Lettere d'amore

Caro Cigno di Busseto, perché nasconde sotto le ali l'ardore del suo cuore?

La risposta di Pippo Baudo a Giuseppe Verdi

Caro Cigno di Busseto, perché nasconde sotto le ali l'ardore del suo cuore?

Confesso. Pur essendo un melomane, prima di questa lettera non avevo mai sentito parlare di Emilia Morosini. Sapevo che solo tre erano stati gli amori di Giuseppe Verdi: quello sventurato per Margherita, prima moglie scomparsa a soli 26 anni; quello maritale per l'ex ragazza-madre Giuseppina, seconda devotissima consorte; quello proibito (ma mai provato) per Teresa Stolz, giunonica amante. E ora scopro che il cuore d'un Verdi trentenne battè anche per questa contessa elvetica, meneghina d'adozione, le cui caratteristiche - in effetti - sono tutte tipicamente «verdiane». Emilia amava la musica, era di sentimenti risorgimentali (un figlio cadde da eroe accanto a Garibaldi) e teneva un salotto culturale cui Verdi era ammesso quale insegnante di musica delle sue cinque figlie. Ma non solo in quanto tale - evidentemente.

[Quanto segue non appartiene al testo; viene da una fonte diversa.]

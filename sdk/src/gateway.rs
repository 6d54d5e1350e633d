//! Contract for the remote payment gateway
//!
//! The record layer never talks to the network itself. It drives an
//! implementation of [`Gateway`], one blocking call per operation, and turns
//! the returned gateway objects back into records.

use crate::{
    config::GatewayConfig,
    error::Result,
    types::{CreditCard, Plan, RemoteSubscription, SubscriptionParams},
};
use std::fmt;

/// Blocking client for the gateway's subscription API
///
/// Implementations report a missing record as [`Error::NotFound`],
/// rejected input as [`Error::RemoteValidation`] and transport or service
/// trouble as [`Error::Remote`].
///
/// [`Error::NotFound`]: crate::Error::NotFound
/// [`Error::RemoteValidation`]: crate::Error::RemoteValidation
/// [`Error::Remote`]: crate::Error::Remote
pub trait Gateway {
    /// Fetch a subscription by id
    fn find_subscription(&self, id: &str) -> Result<RemoteSubscription>;

    /// Create a subscription
    fn create_subscription(&self, params: &SubscriptionParams) -> Result<RemoteSubscription>;

    /// Update an existing subscription
    fn update_subscription(
        &self,
        id: &str,
        params: &SubscriptionParams,
    ) -> Result<RemoteSubscription>;

    /// Cancel a subscription; canceled subscriptions cannot be reactivated
    fn cancel_subscription(&self, id: &str) -> Result<RemoteSubscription>;

    /// Every plan configured for the merchant
    fn list_plans(&self) -> Result<Vec<Plan>>;

    /// Fetch a vaulted credit card by payment method token
    fn find_credit_card(&self, token: &str) -> Result<CreditCard>;
}

/// HTTP method of a gateway endpoint
#[derive(Clone, Copy, Debug, PartialEq, Eq)]
pub enum Method {
    Get,
    Post,
    Put,
}

impl fmt::Display for Method {
    fn fmt(&self, f: &mut fmt::Formatter<'_>) -> fmt::Result {
        f.write_str(match self {
            Self::Get => "GET",
            Self::Post => "POST",
            Self::Put => "PUT",
        })
    }
}

/// Gateway endpoint behind each [`Gateway`] call
#[derive(Clone, Debug, PartialEq, Eq)]
pub enum Endpoint {
    FindSubscription { id: String },
    CreateSubscription,
    UpdateSubscription { id: String },
    CancelSubscription { id: String },
    ListPlans,
    FindCreditCard { token: String },
}

impl Endpoint {
    #[must_use]
    pub const fn method(&self) -> Method {
        match self {
            Self::FindSubscription { .. } | Self::ListPlans | Self::FindCreditCard { .. } => {
                Method::Get
            }
            Self::CreateSubscription => Method::Post,
            Self::UpdateSubscription { .. } | Self::CancelSubscription { .. } => Method::Put,
        }
    }

    /// Path relative to the merchant prefix
    #[must_use]
    pub fn path(&self) -> String {
        match self {
            Self::FindSubscription { id } | Self::UpdateSubscription { id } => {
                format!("/subscriptions/{id}")
            }
            Self::CreateSubscription => "/subscriptions".to_string(),
            Self::CancelSubscription { id } => format!("/subscriptions/{id}/cancel"),
            Self::ListPlans => "/plans".to_string(),
            Self::FindCreditCard { token } => format!("/payment_methods/credit_card/{token}"),
        }
    }

    /// Merchant-scoped path, e.g. `/merchants/acme/subscriptions/abc`
    #[must_use]
    pub fn merchant_path(&self, config: &GatewayConfig) -> String {
        format!("{}{}", config.merchant_path(), self.path())
    }

    /// Absolute URL in the configured environment
    #[must_use]
    pub fn url(&self, config: &GatewayConfig) -> String {
        config.url_for(&self.path())
    }
}

impl fmt::Display for Endpoint {
    fn fmt(&self, f: &mut fmt::Formatter<'_>) -> fmt::Result {
        write!(f, "{} {}", self.method(), self.path())
    }
}

#[cfg(test)]
mod tests {
    use super::*;
    use crate::config::Environment;

    #[test]
    fn test_endpoint_paths() {
        let cancel = Endpoint::CancelSubscription {
            id: "subscription_id".to_string(),
        };
        assert_eq!(cancel.method(), Method::Put);
        assert_eq!(cancel.to_string(), "PUT /subscriptions/subscription_id/cancel");

        let card = Endpoint::FindCreditCard {
            token: "credit_card_id".to_string(),
        };
        assert_eq!(card.method(), Method::Get);
        assert_eq!(card.path(), "/payment_methods/credit_card/credit_card_id");

        assert_eq!(Endpoint::CreateSubscription.method(), Method::Post);
        assert_eq!(Endpoint::ListPlans.path(), "/plans");
    }

    #[test]
    fn test_endpoint_merchant_scoping() {
        let config = GatewayConfig::with_merchant(Environment::Production, "acme");
        let find = Endpoint::FindSubscription {
            id: "abc".to_string(),
        };

        assert_eq!(find.merchant_path(&config), "/merchants/acme/subscriptions/abc");
        assert_eq!(
            find.url(&config),
            "https://api.braintreegateway.com:443/merchants/acme/subscriptions/abc"
        );
    }
}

Perché quello della lettera qui accanto è proprio un amore da salotto: segreto, sconveniente, coltivato da un giovanotto ancora semisconosciuto ( Nabucco , suo primo successo, è dello stesso anno della missiva) per una donna sposata e madre di sei figli. Noi siamo abituati a pensare a Verdi come all'austero signore delle mille lire: uno che spira dirittura morale e severi costumi. E invece eccolo qui impetuoso e fremente, cotto a puntino come uno studentello qualsiasi. Ma terrorizzato all'idea che si capisca. Prima ricopre la sua bella con un profluvio di superlativi ingiustificati - tant'è che ricorre a metafore musicali, la «battuta d'aspetto», la «corona» - si ferma, cioè, per paura di spingersi troppo in là. Poi depista i sospetti parlando della visita a Rossini, della sua notorietà... Se anche Emilia era innamorata, figuriamoci cosa poteva interessarle tutto questo! E difatti lo studentello riesplode senza più trattenersi: «Io sono sempre tenero, appassionato, ardente, mezzo morto per Lei». Poi si blocca: saluta le figlie dell'amata, un bell'elenco, visto quant'erano: Annetta, Carolina, Peppina...

Caro Verdi - verrebbe da dire - ma chi vuoi pigliare in giro? Certo, leggere lettere simili fa sempre effetto. Mi domando cosa penserebbero gli autori di noi posteri, che ficchiamo il naso nei fatti loro. Anche se riconosco che sono documenti illuminanti. Questo, ad esempio, dimostra che bisogna avere molto amato, per saper parlare d'amore. Come farebbero altrimenti i musicisti a sublimare un sentimento in note? Come avrebbe potuto Verdi, che canta di Desdemona, una donna bianca che sposa un nero, di Violetta, una prostituta che si redime, musicarle a quel modo senza essere stato coinvolto, lui stesso, in situazioni «irregolari»? Il carteggio con Emilia, duecento lettere nell'arco di trent'anni, si protrasse anche durante il matrimonio con Giuseppina. Chissà; forse, passati i bollenti spiriti, anche Emilia, come già la Stolz, passò da (solo platonica?) amante, ad amica discreta. Magari con l'approvazione della stessa Giuseppina, moglie intelligente, oltreché devota. Il che conferma: dietro ogni grande uomo c'è sempre una grande donna.

O - come in questo caso - addirittura quattro.